_Excerpted records_:
[Start of section]
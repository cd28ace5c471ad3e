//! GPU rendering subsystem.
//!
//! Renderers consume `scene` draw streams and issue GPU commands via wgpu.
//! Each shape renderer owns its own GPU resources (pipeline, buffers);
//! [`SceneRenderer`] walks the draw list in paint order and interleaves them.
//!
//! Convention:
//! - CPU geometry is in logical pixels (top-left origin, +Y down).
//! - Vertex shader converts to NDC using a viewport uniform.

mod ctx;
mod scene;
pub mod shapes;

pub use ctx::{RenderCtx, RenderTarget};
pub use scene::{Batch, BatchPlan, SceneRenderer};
[End of section]
[Start of section]
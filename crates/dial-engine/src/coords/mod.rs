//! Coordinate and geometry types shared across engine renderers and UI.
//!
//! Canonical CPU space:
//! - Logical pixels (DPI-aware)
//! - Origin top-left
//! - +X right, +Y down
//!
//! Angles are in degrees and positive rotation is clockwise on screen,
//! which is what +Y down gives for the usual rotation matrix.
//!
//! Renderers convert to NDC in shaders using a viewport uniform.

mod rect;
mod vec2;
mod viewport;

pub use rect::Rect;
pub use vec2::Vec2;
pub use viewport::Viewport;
[End of section]
In the data above, start at the line that has "usual rotation matrix.", stop after the line that has "pub use viewport::Viewport;", and print every line in between exactly as it stands.

_Response_:
//! which is what +Y down gives for the usual rotation matrix.
//!
//! Renderers convert to NDC in shaders using a viewport uniform.

mod rect;
mod vec2;
mod viewport;

pub use rect::Rect;
pub use vec2::Vec2;
pub use viewport::Viewport;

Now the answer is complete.